【发布时间】:2014-10-23 03:22:20
【问题描述】:
当我使用 Laravel eloquent - 关系(一对多)时,结果为 NULL。 我已经在“work_hour”表中设置了数据,其中“workers_id”的值为 2,并且“workers”表中有一行 id=2 我按照文档“Laravel relationships”
我的架构如下所示:
public function up()
{
Schema::create('work_hour', function($table){
$table->increments('id');
$table->integer('worked_hour');
$table->time('worked_from');
$table->time('worked_to');
$table->integer('workers_id')->unsigned();
$table->foreign('workers_id')->references('id')->on('workers');
$table->integer('workday_id');
$table->integer('offer_id');
});
}
PS:列 workday_id、offer_id 尚未设置为外部!
模型如下所示:
class Worker extends Eloquent{
protected $fillable = ['first_name', 'last_name'];
}
class Workhour extends Eloquent{
protected $table = 'work_hour';
public function worker(){
return $this->belongsTo('Worker','workers_id');
}
}
控制器 PS:我在SO上搜索过同样的问题,我尝试了一些意见,然后我将它们评论出来
class WorkerController extends BaseController {
protected $table = 'workers';
....
public function show($id){
$worker = Worker::find($id);
// $workhour = Workhour::where('workers_id','=',$worker->id)->get();
// casting the result: works $workhour->toArray()

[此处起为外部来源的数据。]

//! samplerc - sampling action compiler CLI.
//!
//! Commands:
//! - `samplerc compile` - Compile manifests into processor documents
//! - `samplerc migrate` - Show or emit unified actions for legacy samplers
//! - `samplerc explain` - Generate a markdown report
//! - `samplerc watch` - Recompile whenever the manifests change
//! - `samplerc schema` - Print JSON schemas of the input kinds
//! - `samplerc init` - Scaffold an example manifests directory

use anyhow::Result;
use clap::{Parser, Subcommand};
use tracing_subscriber::EnvFilter;

mod commands;

#[derive(Parser)]
#[command(name = "samplerc")]
#[command(about = "Compiles trace sampling actions into collector processors")]
#[command(version)]
struct Cli {
    /// Enable verbose output
    #[arg(short, long, global = true)]
    verbose: bool,

    /// Log format (text or json)
    #[arg(long, global = true, default_value = "text")]
    log_format: String,

    /// Path to a compiler configuration file (YAML or JSON)
    #[arg(short, long, global = true, env = "SAMPLERC_CONFIG")]
    config: Option<String>,

    #[command(subcommand)]
    command: Commands,
}

#[derive(Subcommand)]
enum Commands {
    /// Compile manifests into processor documents
    Compile {
        /// Manifest file or directory
        #[arg(short, long, env = "SAMPLERC_MANIFESTS", default_value = "manifests")]
        manifests: String,

        /// Only compile this namespace
        #[arg(short, long)]
        namespace: Option<String>,

        /// Output directory (stdout if omitted)
        #[arg(short, long)]
        output: Option<String>,

        /// Output format (yaml or json)
        #[arg(short, long, default_value = "yaml")]
        format: String,

        /// Fail if any resource has an invalid configuration
        #[arg(long)]
        strict: bool,
    },

    /// Show or emit the unified actions synthesized from legacy samplers
    Migrate {
        /// Manifest file or directory
        #[arg(short, long, env = "SAMPLERC_MANIFESTS", default_value = "manifests")]
        manifests: String,

        /// Only migrate this namespace
        #[arg(short, long)]
        namespace: Option<String>,

        /// Write the actions instead of listing them
        #[arg(long)]
        emit: bool,

        /// Output file (stdout if omitted)
        #[arg(short, long)]
        output: Option<String>,

        /// Output format (yaml or json)
        #[arg(short, long, default_value = "yaml")]
        format: String,
    },

    /// Generate a report explaining what each namespace compiles into
    Explain {
        /// Manifest file or directory
        #[arg(short, long, env = "SAMPLERC_MANIFESTS", default_value = "manifests")]
        manifests: String,

        /// Only explain this namespace
        #[arg(short, long)]
        namespace: Option<String>,

        /// Output path for the report (stdout if omitted)
        #[arg(short, long)]
        output: Option<String>,
    },

    /// Recompile changed namespaces until interrupted
    Watch {
        /// Manifest file or directory
        #[arg(short, long, env = "SAMPLERC_MANIFESTS", default_value = "manifests")]
        manifests: String,

        /// Only watch this namespace
        #[arg(short, long)]
        namespace: Option<String>,

        /// Output directory for processor documents
        #[arg(short, long, default_value = "processors")]
        output: String,

        /// Output format (yaml or json)
        #[arg(short, long, default_value = "yaml")]
        format: String,

        /// Poll interval in seconds
        #[arg(long, default_value = "5")]
        interval: u64,
    },

    /// Print the JSON schema of the input resource kinds
    Schema {
        /// Only print this kind
        #[arg(short, long)]
        kind: Option<String>,
    },

    /// Initialize an example manifests directory
    Init {
        /// Project directory
        #[arg(default_value = ".")]
        path: String,
    },
}

fn init_tracing(verbose: bool, log_format: &str) -> Result<()> {
    let filter = if verbose {
        EnvFilter::new("debug")
    } else {
        EnvFilter::try_from_default_env().unwrap_or_else(|_| EnvFilter::new("info"))
    };
    let builder = tracing_subscriber::fmt()
        .with_env_filter(filter)
        .with_writer(std::io::stderr);
    match log_format.to_lowercase().as_str() {
        "json" => builder.json().init(),
        "text" => builder.init(),
        other => anyhow::bail!("Unknown log format: {other}. Use 'text' or 'json'."),
    }
    Ok(())
}

#[tokio::main]
async fn main() -> Result<()> {
    let cli = Cli::parse();
    init_tracing(cli.verbose, &cli.log_format)?;
    let config = commands::load_config(cli.config.as_deref())?;

    match cli.command {
        Commands::Compile {
            manifests,
            namespace,
            output,
            format,
            strict,
        } => commands::compile::run(
            &config,
            &manifests,
            namespace.as_deref(),
            output.as_deref(),
            &format,
            strict,
        ),
        Commands::Migrate {
            manifests,
            namespace,
            emit,
            output,
            format,
        } => commands::migrate::run(
            &manifests,
            namespace.as_deref(),
            emit,
            output.as_deref(),
            &format,
        ),
        Commands::Explain {
            manifests,
            namespace,
            output,
        } => commands::explain::run(&config, &manifests, namespace.as_deref(), output.as_deref()),
        Commands::Watch {
            manifests,
            namespace,
            output,
            format,
            interval,
        } => commands::watch::run(config, &manifests, namespace, &output, &format, interval).await,
        Commands::Schema { kind } => commands::schema::run(kind.as_deref()),
        Commands::Init { path } => commands::init::run(&path),
    }
}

// $workhour = Worker::find($id)->with('workhour')->get();
//Call to undefined method Illuminate\Database\Query\Builder::workhour()

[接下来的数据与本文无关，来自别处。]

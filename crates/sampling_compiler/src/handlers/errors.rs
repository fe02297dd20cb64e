use super::{ActionHandler, Candidate, RuleHandler};
use crate::rules::{rule_name, ErrorRule, Rule, RuleDetails, RuleScope};
use sampling_actions::{SamplerKind, ValidationError};

/// Error sampler: one global rule per resource.
#[derive(Debug, Clone, Copy, Default)]
pub struct ErrorHandler;

impl ActionHandler for ErrorHandler {
    fn kind(&self) -> SamplerKind {
        SamplerKind::Error
    }
}

impl RuleHandler for ErrorHandler {
    fn scope(&self) -> RuleScope {
        RuleScope::Global
    }

    fn rules(&self, candidate: &Candidate) -> Result<Vec<Rule>, ValidationError> {
        let config = candidate
            .samplers()?
            .error_sampler
            .as_ref()
            .ok_or(ValidationError::MissingField("errorSampler"))?;
        config.validate()?;

        Ok(vec![Rule::new(
            rule_name(candidate.name(), &[]),
            RuleDetails::Error(ErrorRule {
                fallback_sampling_ratio: config.fallback_sampling_ratio,
            }),
        )])
    }
}

#[cfg(test)]
mod tests {
    use super::*;
    use crate::handlers::fixtures::error_action;

    #[test]
    fn one_global_rule_named_after_the_action() {
        let candidate = Candidate::from_action(&error_action("errors", 10.0));
        let rules = ErrorHandler.rules(&candidate).unwrap();
        assert_eq!(rules.len(), 1);
        assert_eq!(rules[0].name, "errors");
        assert!(ErrorHandler.validate(&rules).is_ok());
    }

    #[test]
    fn ratio_above_100_is_invalid() {
        let candidate = Candidate::from_action(&error_action("errors", 150.0));
        assert!(matches!(
            ErrorHandler.rules(&candidate),
            Err(ValidationError::RatioOutOfRange { .. })
        ));
    }
}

// $workhour = Worker::with('workhour')->where('id',2)->get();
//Call to undefined method Illuminate\Database\Query\Builder::workhour()
$workhour = Worker::find($id)->workhour;
// null
dd($workhour);
return View::make('worker.show',['worker' => $worker,'workhour'=>$workhour]);
}
public function workhour(){
return $this->hasMany('Workhour','workers_id');
}
}
我用“.../public/worker/2”调用“show.blade.php”(Laravel 4) 我究竟做错了什么?
【问题讨论】:
-
为什么在你的控制器中定义了 Eloquent 关系(
workhour()方法和表名)? -
它返回
null,因为Worker模型上没有定义关系。 -
@JarekTkaczyk_deczo_ 谢谢你,你说得对,我已将workhour() 函数添加到控制器中,不在模型中,谢谢!现在它完美地工作了,......你应该写下接受的答案
-
@kajetons 因为表名是“workers”,但模型是“Worker”
-
我的意思是为什么它在控制器而不是你的 Eloquent 模型中。无论如何,现在应该解决了。
标签: php mysql laravel-4 eloquent foreign-key-relationship